Prompt -> Write out exactly what each line says, starting with the first line below and ending on the one with "let args = Args::parse();".

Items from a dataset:
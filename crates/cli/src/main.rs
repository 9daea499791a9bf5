//! Thin command-line harness over `Database::execute_sql` (§10.4): opens a
//! page file, runs either a `-c` one-shot statement or every non-blank line
//! read from stdin, and prints each result as a table.

use std::io::{self, Read};
use std::path::PathBuf;
use std::process::ExitCode;

use clap::Parser;
use common::Config;
use common::pretty::format_value;
use database::{Database, ExecutionResult};
use tabled::builder::Builder;
use tabled::settings::Style;

#[derive(Parser)]
#[command(name = "database-cli", about = "Run SQL against a single-file database")]
struct Args {
    /// Path to the page file backing the database. Created if it doesn't exist.
    #[arg(default_value = "database.heap")]
    path: PathBuf,

    /// Execute a single SQL statement and exit, instead of reading stdin.
    #[arg(short = 'c', long = "command")]
    command: Option<String>,
}

fn main() -> ExitCode {
    let args = Args::parse();
    let config = Config::builder().path(args.path).build();

    let mut db = match Database::open(&config) {
        Ok(db) => db,
        Err(err) => {
            eprintln!("failed to open database: {err}");
            return ExitCode::FAILURE;
        }
    };

    let statements = match args.command {
        Some(sql) => vec![sql],
        None => match read_stdin_statements() {
            Ok(statements) => statements,
            Err(err) => {
                eprintln!("failed to read stdin: {err}");
                return ExitCode::FAILURE;
            }
        },
    };

    let mut any_failed = false;
    for sql in statements {
        let result = db.execute_sql(&sql);
        any_failed |= !result.success;
        print_result(&result);
    }

    if any_failed { ExitCode::FAILURE } else { ExitCode::SUCCESS }
}

fn read_stdin_statements() -> io::Result<Vec<String>> {
    let mut input = String::new();
    io::stdin().read_to_string(&mut input)?;
    Ok(input
        .lines()
        .map(str::trim)
        .filter(|line| !line.is_empty())
        .map(str::to_string)
        .collect())
}

fn print_result(result: &ExecutionResult) {
    if !result.success {
        eprintln!("error: {}", result.message);
        return;
    }
    if result.columns.is_empty() {
        println!("{}", result.message);
        return;
    }

    let mut builder = Builder::default();
    builder.push_record(result.columns.iter().cloned());
    for row in &result.rows {
        builder.push_record(
            result
                .columns
                .iter()
                .map(|col| row.get(col).map(format_value).unwrap_or_else(|| "NULL".to_string())),
        );
    }
    let mut table = builder.build();
    table.with(Style::modern());
    println!("{table}");
    println!("({} row(s), {:.4}s)", result.rows.len(), result.duration_seconds);
}
//! Runtime registry of live index structures (§4.8, §4.9).
//!
//! The catalog persists index *metadata* (`pg_indexes`) but never the
//! B+Tree/hash structures themselves — those live only in memory for the
//! life of the process and are rebuilt by a full table scan whenever they're
//! needed fresh: on `CREATE INDEX` and again each time the database crate
//! opens an existing file. Keyed by `(table, column)` since this dialect
//! allows at most one index per column.

use std::collections::HashMap;

use btree::BPlusTree;
use catalog::IndexKind;
use common::{DbResult, RecordId};
use hash::HashIndex;
use types::Value;

pub enum IndexHandle {
    BTree(BPlusTree),
    Hash(HashIndex),
}

impl IndexHandle {
    fn new(kind: &IndexKind) -> Self {
        match kind {
            IndexKind::BTree => IndexHandle::BTree(BPlusTree::default()),
            IndexKind::Hash => IndexHandle::Hash(HashIndex::new()),
        }
    }

    pub fn insert(&mut self, key: Value, rid: RecordId) -> DbResult<()> {
        match self {
            IndexHandle::BTree(t) => t.insert(key, rid),
            IndexHandle::Hash(h) => h.insert(key, rid),
        }
    }

    pub fn search(&self, key: &Value) -> DbResult<Vec<RecordId>> {
        match self {
            IndexHandle::BTree(t) => Ok(t.search(key)),
            IndexHandle::Hash(h) => h.search(key),
        }
    }
}

#[derive(Default)]
pub struct IndexRegistry {
    handles: HashMap<(String, String), IndexHandle>,
}

impl IndexRegistry {
    pub fn new() -> Self {
        Self::default()
    }

    pub fn get(&self, table: &str, column: &str) -> Option<&IndexHandle> {
        self.handles.get(&(table.to_string(), column.to_string()))
    }

    pub fn get_mut(&mut self, table: &str, column: &str) -> Option<&mut IndexHandle> {
        self.handles.get_mut(&(table.to_string(), column.to_string()))
    }

    pub fn drop_index(&mut self, table: &str, column: &str) {
        self.handles.remove(&(table.to_string(), column.to_string()));
    }

    /// Builds a fresh index over every live row currently in `table` and
    /// installs it, replacing whatever was registered before.
    pub fn rebuild(
        &mut self,
        store: &mut buffer::TableStore,
        table: &str,
        column: &str,
        kind: &IndexKind,
    ) -> DbResult<()> {
        let schema = store.schema(table)?.clone();
        let position = schema
            .position(column)
            .ok_or_else(|| common::DbError::Semantic(format!("unknown column '{column}'")))?;

        let mut handle = IndexHandle::new(kind);
        for row in store.scan(table, None)? {
            let Some(rid) = row.rid() else { continue };
            let value = row.values[position].clone();
            if value.is_null() {
                continue;
            }
            handle.insert(value, rid)?;
        }
        self.handles.insert((table.to_string(), column.to_string()), handle);
        Ok(())
    }
}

Answer space ->
filename crates/cli/src/main.rs
repository 9daea499791a9bf5
//! Thin command-line harness over `Database::execute_sql` (§10.4): opens a
//! page file, runs either a `-c` one-shot statement or every non-blank line
//! read from stdin, and prints each result as a table.

use std::io::{self, Read};
use std::path::PathBuf;
use std::process::ExitCode;

use clap::Parser;
use common::Config;
use common::pretty::format_value;
use database::{Database, ExecutionResult};
use tabled::builder::Builder;
use tabled::settings::Style;

#[derive(Parser)]
#[command(name = "database-cli", about = "Run SQL against a single-file database")]
struct Args {
    /// Path to the page file backing the database. Created if it doesn't exist.
    #[arg(default_value = "database.heap")]
    path: PathBuf,

    /// Execute a single SQL statement and exit, instead of reading stdin.
    #[arg(short = 'c', long = "command")]
    command: Option<String>,
}

fn main() -> ExitCode {
    let args = Args::parse();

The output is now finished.